“Wait! Amadou, it’s not like that!” she says, getting up and walking over to me, but I shake off her outstretched hands. In my head I can hear Moke’s voice grumbling about what a rude person his grandson has turned into, but I push that thought away. Why should I care what the wildcat does? Just because we’ve been looking out for each other for a while doesn’t mean that we owe each other anything. It’s not like she’s really my sister.
“But what about Seydou?” she asks in a whisper.
I whirl on her.
“What about him?” I shout. My chest is heaving as I talk, and I feel like I can’t get enough air. “I can take care of Seydou. I did it for years before you showed up, so don’t pretend that you’re the one who knows what’s best for him! I’ll take the medicine with me and he’ll be fine! We don’t need you and your fancy city reading for me to give him the right pills. I don’t need you to make him better.”
I stop talking and fist my hands against my face because my voice is breaking and I’m never going to win an argument if I’m weak. I have to be strong. I pull shuddering breaths in and out, trying to count them and failing, trying to loosen the metal bands that have been wrapped around my rib cage and are tightening, tightening as I consider leaving Khadija to fend for herself, and taking Seydou safely through the bush to Mali alone. Seydou, who can barely walk; Seydou, who is still spending way too much time sleeping; Seydou, who, in spite of the pills from the dark bottle with the chip at the bottom, is still too warm to the touch and has a swollen stump where an arm should be.
I feel Khadija’s hand.
“Don’t touch me!” I shout.
But Khadija doesn’t listen. Instead, she wraps her arms around me.
The medicine box is a hard lump between us, but she leans her head against my shoulder and says, “It’s okay, Amadou. Seydou’s going to be all right.”
And I stand there stiffly, not reaching around her but not stepping away, and I let the tears fall from my chin onto the top of her head where they collect in the ridges of her frayed braids and sparkle up at me in the low light.
16
A few minutes later, I step away, still clutching the medicine box in a death grip, and wipe my face with my wrists. Khadija sinks onto her stool.
I fall into a chair and put the medicine box on the table again. For a few moments, neither of us says anything. Then, in spite of how tired and drained I feel, my curiosity gets the better of me.

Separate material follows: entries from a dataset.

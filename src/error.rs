//! Error types for pixpost.

use thiserror::Error;

#[derive(Debug, Error)]
pub enum Error {
    #[error("configuration error: {0}")]
    Config(String),

    #[error("io error: {0}")]
    Io(#[from] std::io::Error),

    #[error("watcher error: {0}")]
    Watch(#[from] notify::Error),

    #[error("request failed: {0}")]
    Http(#[from] reqwest::Error),

    #[error("{0}")]
    Api(String),
}

pub type Result<T> = std::result::Result<T, Error>;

“So,” I say. “You’re a city girl who ended up on a farm in the middle of nowhere working cacao with a bunch of boys from Mali. You’re an Ivorian . . . but your name isn’t Christian and you don’t speak French. You make no sense at all.”

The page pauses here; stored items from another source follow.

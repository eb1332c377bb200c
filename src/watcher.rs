//! Source feed adapter: watches the folder and feeds new image paths to
//! the control loop.
//!
//! Files already present at startup are treated as handled and never
//! queued; the "known" set is passed in explicitly rather than kept as
//! module state. Each surviving candidate is sent exactly once, after a
//! settle delay so a partially written file is not read mid-copy.

use std::collections::HashSet;
use std::path::{Path, PathBuf};
use std::time::Duration;

use notify::{Config, Event, EventKind, RecommendedWatcher, RecursiveMode, Watcher};
use tokio::sync::mpsc;
use tracing::{info, warn};

use crate::error::Result;

/// Extensions accepted for upload, matched case-insensitively.
pub const IMAGE_EXTENSIONS: &[&str] = &["jpg", "jpeg", "png", "gif", "webp"];

/// Does this path carry an allowed image extension?
pub fn is_image(path: &Path) -> bool {
    path.extension()
        .map(|ext| ext.to_string_lossy().to_lowercase())
        .is_some_and(|ext| IMAGE_EXTENSIONS.contains(&ext.as_str()))
}

/// Scan the watch folder for image files already present at startup.
pub fn scan_existing(dir: &Path) -> Result<HashSet<PathBuf>> {
    let mut existing = HashSet::new();
    for entry in std::fs::read_dir(dir)? {
        let entry = entry?;
        let path = entry.path();
        if path.is_file() && is_image(&path) {
            existing.insert(path);
        }
    }
    info!("found {} existing image files (will be skipped)", existing.len());
    Ok(existing)
}

/// Running folder watcher. Dropping it stops the underlying notify watcher.
pub struct FolderWatcher {
    _watcher: RecommendedWatcher,
}

impl FolderWatcher {
    /// Watch `dir` (non-recursive) and send each newly created image path
    /// to `out` once, after `settle_delay`. `known` seeds the seen set so
    /// startup files are never queued.
    pub fn spawn(
        dir: &Path,
        known: HashSet<PathBuf>,
        settle_delay: Duration,
        out: mpsc::Sender<PathBuf>,
    ) -> Result<Self> {
        let (event_tx, event_rx) = mpsc::channel::<notify::Result<Event>>(64);

        let mut watcher = RecommendedWatcher::new(
            move |res| {
                let _ = event_tx.blocking_send(res);
            },
            Config::default(),
        )?;
        watcher.watch(dir, RecursiveMode::NonRecursive)?;
        info!("watching folder: {}", dir.display());

        tokio::spawn(relay_events(event_rx, known, settle_delay, out));

        Ok(Self { _watcher: watcher })
    }
}

/// Filter raw notify events down to first-seen image creations.
async fn relay_events(
    mut events: mpsc::Receiver<notify::Result<Event>>,
    mut seen: HashSet<PathBuf>,
    settle_delay: Duration,
    out: mpsc::Sender<PathBuf>,
) {
    while let Some(res) = events.recv().await {
        let event = match res {
            Ok(event) => event,
            Err(e) => {
                warn!("watch error: {e}");
                continue;
            }
        };

        if !matches!(event.kind, EventKind::Create(_)) {
            continue;
        }

        for path in event.paths {
            if !is_image(&path) || !seen.insert(path.clone()) {
                continue;
            }

            // Let the writer finish before the file is picked up.
            tokio::time::sleep(settle_delay).await;

            info!("new image detected: {}", path.display());
            if out.send(path).await.is_err() {
                return; // control loop gone
            }
        }
    }
}

#[cfg(test)]
mod tests {
    use super::*;

    #[test]
    fn extension_allow_list_is_case_insensitive() {
        assert!(is_image(Path::new("/w/a.jpg")));
        assert!(is_image(Path::new("/w/a.JPEG")));
        assert!(is_image(Path::new("/w/a.WebP")));
        assert!(!is_image(Path::new("/w/a.txt")));
        assert!(!is_image(Path::new("/w/noext")));
        assert!(!is_image(Path::new("/w/a.jpg.part")));
    }

    #[test]
    fn scan_existing_picks_up_only_images() {
        let dir = tempfile::tempdir().unwrap();
        std::fs::write(dir.path().join("one.jpg"), b"x").unwrap();
        std::fs::write(dir.path().join("two.PNG"), b"x").unwrap();
        std::fs::write(dir.path().join("notes.txt"), b"x").unwrap();
        std::fs::create_dir(dir.path().join("sub.jpg")).unwrap();

        let existing = scan_existing(dir.path()).unwrap();
        assert_eq!(existing.len(), 2);
        assert!(existing.contains(&dir.path().join("one.jpg")));
        assert!(existing.contains(&dir.path().join("two.PNG")));
    }
}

“Actually, I do speak French,” Khadija whispers unsteadily. “I just happen to speak Bambara too. My last name is Kablan, because my father is Ivorian and Christian, but my mother grew up in Bamako. I’m named after my Malian grandmother, which is why I have a Muslim first name. Growing up, my mama always spoke Bambara to me at home. It was our secret language.

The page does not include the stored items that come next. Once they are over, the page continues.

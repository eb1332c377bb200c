use pixpost::config::Config;

// Single test: env vars are process-global, so the failure and success
// cases run in sequence rather than racing in parallel test threads.
#[test]
fn config_from_env_requires_instance_and_token() {
    unsafe {
        std::env::remove_var("PIXELFED_INSTANCE_URL");
        std::env::remove_var("PIXELFED_ACCESS_TOKEN");
    }

    assert!(Config::from_env().is_err());

    unsafe {
        std::env::set_var("PIXELFED_INSTANCE_URL", "https://pixelfed.example/");
        std::env::set_var("PIXELFED_ACCESS_TOKEN", "test-token");
        std::env::set_var("WATCH_FOLDER", "/tmp/pixpost-test-watch");
    }

    let config = Config::from_env().unwrap();
    // Trailing slash is normalized away.
    assert_eq!(config.instance_url, "https://pixelfed.example");
    assert_eq!(
        config.queue_path(),
        std::path::Path::new("/tmp/pixpost-test-watch/.upload_queue.json")
    );
    assert!(!config.log_level.is_empty());

    // Interval vars must be non-negative integers.
    unsafe {
        std::env::set_var("POLL_INTERVAL_SECS", "soon");
    }
    assert!(Config::from_env().is_err());
    unsafe {
        std::env::remove_var("POLL_INTERVAL_SECS");
    }

    unsafe {
        std::env::set_var("QUEUE_FILE", "/tmp/elsewhere/queue.json");
    }
    let config = Config::from_env().unwrap();
    assert_eq!(
        config.queue_path(),
        std::path::Path::new("/tmp/elsewhere/queue.json")
    );

    unsafe {
        std::env::remove_var("PIXELFED_INSTANCE_URL");
        std::env::remove_var("PIXELFED_ACCESS_TOKEN");
        std::env::remove_var("WATCH_FOLDER");
        std::env::remove_var("QUEUE_FILE");
    }
}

“And yes, I’m a city girl,” she goes on, looking at her small hands with their soft fingers that told me that anyway. “Mama is a journalist in Abidjan. I grew up in the city and I go to the international school there.”
I bet it’s expensive, I think acidly, but I’m too tired to take another jab at her.
“I’m not exactly sure what Mama was working on,” Khadija says, “but she was putting together information for a big report. I’d catch her having whispered conversations on the phone, and she’d leave late at night and wouldn’t tell me where she was going.”
“What did your father say?” I ask, trying to imagine a world where a woman could sneak out at night and that wouldn’t be a problem. Khadija splays her soft fingers on the table, examining them.
“My father doesn’t live with us. He lives in France.”
I stare, sure now that we don’t live in anything near the same world. France? She may as well have said her father was living on the southern tip of the moon.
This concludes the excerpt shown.